Problem requirements — Each record below should be set down exactly.

Stored data entries:
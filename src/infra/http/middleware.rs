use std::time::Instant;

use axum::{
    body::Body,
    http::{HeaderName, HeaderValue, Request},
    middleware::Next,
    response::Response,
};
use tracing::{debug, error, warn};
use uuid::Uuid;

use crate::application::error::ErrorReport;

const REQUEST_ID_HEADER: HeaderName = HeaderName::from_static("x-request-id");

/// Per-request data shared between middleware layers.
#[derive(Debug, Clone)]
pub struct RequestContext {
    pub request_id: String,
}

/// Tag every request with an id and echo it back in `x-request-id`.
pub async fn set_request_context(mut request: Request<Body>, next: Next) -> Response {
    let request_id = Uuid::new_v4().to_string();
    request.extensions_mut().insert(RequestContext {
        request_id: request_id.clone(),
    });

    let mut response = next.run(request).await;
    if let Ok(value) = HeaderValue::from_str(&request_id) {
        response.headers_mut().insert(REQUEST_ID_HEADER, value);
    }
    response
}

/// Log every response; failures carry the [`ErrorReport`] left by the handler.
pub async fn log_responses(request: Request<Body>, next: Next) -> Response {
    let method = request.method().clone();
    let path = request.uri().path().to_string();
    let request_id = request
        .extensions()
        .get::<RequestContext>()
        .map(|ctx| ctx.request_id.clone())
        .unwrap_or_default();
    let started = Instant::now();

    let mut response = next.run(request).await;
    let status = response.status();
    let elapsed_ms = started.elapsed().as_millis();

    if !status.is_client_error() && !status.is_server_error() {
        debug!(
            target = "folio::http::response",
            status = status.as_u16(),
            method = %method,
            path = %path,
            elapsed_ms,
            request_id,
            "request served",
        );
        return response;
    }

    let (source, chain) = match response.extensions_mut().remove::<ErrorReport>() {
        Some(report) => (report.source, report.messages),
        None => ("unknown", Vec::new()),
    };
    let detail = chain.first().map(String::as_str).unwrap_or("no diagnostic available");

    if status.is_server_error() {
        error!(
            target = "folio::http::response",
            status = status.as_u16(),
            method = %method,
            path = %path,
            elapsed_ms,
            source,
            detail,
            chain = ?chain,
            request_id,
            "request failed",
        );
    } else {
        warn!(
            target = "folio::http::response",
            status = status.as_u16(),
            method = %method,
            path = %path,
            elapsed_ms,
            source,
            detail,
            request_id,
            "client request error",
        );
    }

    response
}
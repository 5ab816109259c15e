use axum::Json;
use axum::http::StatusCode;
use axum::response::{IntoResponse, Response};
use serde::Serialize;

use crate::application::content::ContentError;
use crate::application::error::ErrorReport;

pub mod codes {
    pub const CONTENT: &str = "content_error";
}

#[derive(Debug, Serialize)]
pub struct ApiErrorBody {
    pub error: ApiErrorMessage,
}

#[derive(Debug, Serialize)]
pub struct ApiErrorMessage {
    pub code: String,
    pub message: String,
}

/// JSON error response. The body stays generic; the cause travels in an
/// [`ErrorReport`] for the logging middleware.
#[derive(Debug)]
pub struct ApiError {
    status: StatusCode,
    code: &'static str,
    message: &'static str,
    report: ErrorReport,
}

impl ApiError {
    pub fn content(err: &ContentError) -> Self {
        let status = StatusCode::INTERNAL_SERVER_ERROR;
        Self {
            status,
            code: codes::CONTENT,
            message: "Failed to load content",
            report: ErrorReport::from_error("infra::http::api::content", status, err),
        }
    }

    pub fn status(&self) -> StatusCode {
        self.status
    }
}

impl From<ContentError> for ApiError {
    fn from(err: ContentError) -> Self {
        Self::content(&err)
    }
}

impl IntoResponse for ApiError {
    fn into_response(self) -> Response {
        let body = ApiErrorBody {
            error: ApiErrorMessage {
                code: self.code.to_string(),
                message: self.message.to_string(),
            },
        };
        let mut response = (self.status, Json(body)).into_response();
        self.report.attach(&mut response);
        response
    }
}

Response box —
filename src/infra/http/middleware.rs
use std::time::Instant;

use axum::{
    body::Body,
    http::{HeaderName, HeaderValue, Request},
    middleware::Next,
    response::Response,
};
use tracing::{debug, error, warn};
use uuid::Uuid;

use crate::application::error::ErrorReport;

const REQUEST_ID_HEADER: HeaderName = HeaderName::from_static("x-request-id");

/// Per-request data shared between middleware layers.
#[derive(Debug, Clone)]
pub struct RequestContext {
    pub request_id: String,
}

/// Tag every request with an id and echo it back in `x-request-id`.
pub async fn set_request_context(mut request: Request<Body>, next: Next) -> Response {
    let request_id = Uuid::new_v4().to_string();
    request.extensions_mut().insert(RequestContext {
        request_id: request_id.clone(),
    });

    let mut response = next.run(request).await;
    if let Ok(value) = HeaderValue::from_str(&request_id) {
        response.headers_mut().insert(REQUEST_ID_HEADER, value);
    }
    response
}

/// Log every response; failures carry the [`ErrorReport`] left by the handler.
pub async fn log_responses(request: Request<Body>, next: Next) -> Response {
    let method = request.method().clone();
    let path = request.uri().path().to_string();
    let request_id = request
        .extensions()
        .get::<RequestContext>()
        .map(|ctx| ctx.request_id.clone())
        .unwrap_or_default();
    let started = Instant::now();

    let mut response = next.run(request).await;
    let status = response.status();
    let elapsed_ms = started.elapsed().as_millis();

    if !status.is_client_error() && !status.is_server_error() {
        debug!(
            target = "folio::http::response",
            status = status.as_u16(),
            method = %method,
            path = %path,
            elapsed_ms,
            request_id,
            "request served",
        );
        return response;
    }

    let (source, chain) = match response.extensions_mut().remove::<ErrorReport>() {
        Some(report) => (report.source, report.messages),
        None => ("unknown", Vec::new()),
    };
    let detail = chain.first().map(String::as_str).unwrap_or("no diagnostic available");

    if status.is_server_error() {
        error!(
            target = "folio::http::response",
            status = status.as_u16(),
            method = %method,
            path = %path,
            elapsed_ms,
            source,
            detail,
            chain = ?chain,
            request_id,
            "request failed",
        );
    } else {
        warn!(
            target = "folio::http::response",
            status = status.as_u16(),
            method = %method,
            path = %path,
            elapsed_ms,
            source,
            detail,
            request_id,
            "client request error",
        );
    }

    response
}
repository 5ab816109259c15e
use axum::Json;
use axum::http::StatusCode;
use axum::response::{IntoResponse, Response};
use serde::Serialize;

use crate::application::content::ContentError;
use crate::application::error::ErrorReport;

pub mod codes {
    pub const CONTENT: &str = "content_error";
}

#[derive(Debug, Serialize)]
pub struct ApiErrorBody {
    pub error: ApiErrorMessage,
}

#[derive(Debug, Serialize)]
pub struct ApiErrorMessage {
    pub code: String,
    pub message: String,
}

/// JSON error response. The body stays generic; the cause travels in an
/// [`ErrorReport`] for the logging middleware.
#[derive(Debug)]
pub struct ApiError {
    status: StatusCode,
    code: &'static str,
    message: &'static str,
    report: ErrorReport,
}

impl ApiError {
    pub fn content(err: &ContentError) -> Self {
        let status = StatusCode::INTERNAL_SERVER_ERROR;
        Self {
            status,
            code: codes::CONTENT,
            message: "Failed to load content",
            report: ErrorReport::from_error("infra::http::api::content", status, err),
        }
    }

    pub fn status(&self) -> StatusCode {
        self.status
    }
}

impl From<ContentError> for ApiError {
    fn from(err: ContentError) -> Self {
        Self::content(&err)
    }
}

impl IntoResponse for ApiError {
    fn into_response(self) -> Response {
        let body = ApiErrorBody {
            error: ApiErrorMessage {
                code: self.code.to_string(),
                message: self.message.to_string(),
            },
        };
        let mut response = (self.status, Json(body)).into_response();
        self.report.attach(&mut response);
        response
    }
}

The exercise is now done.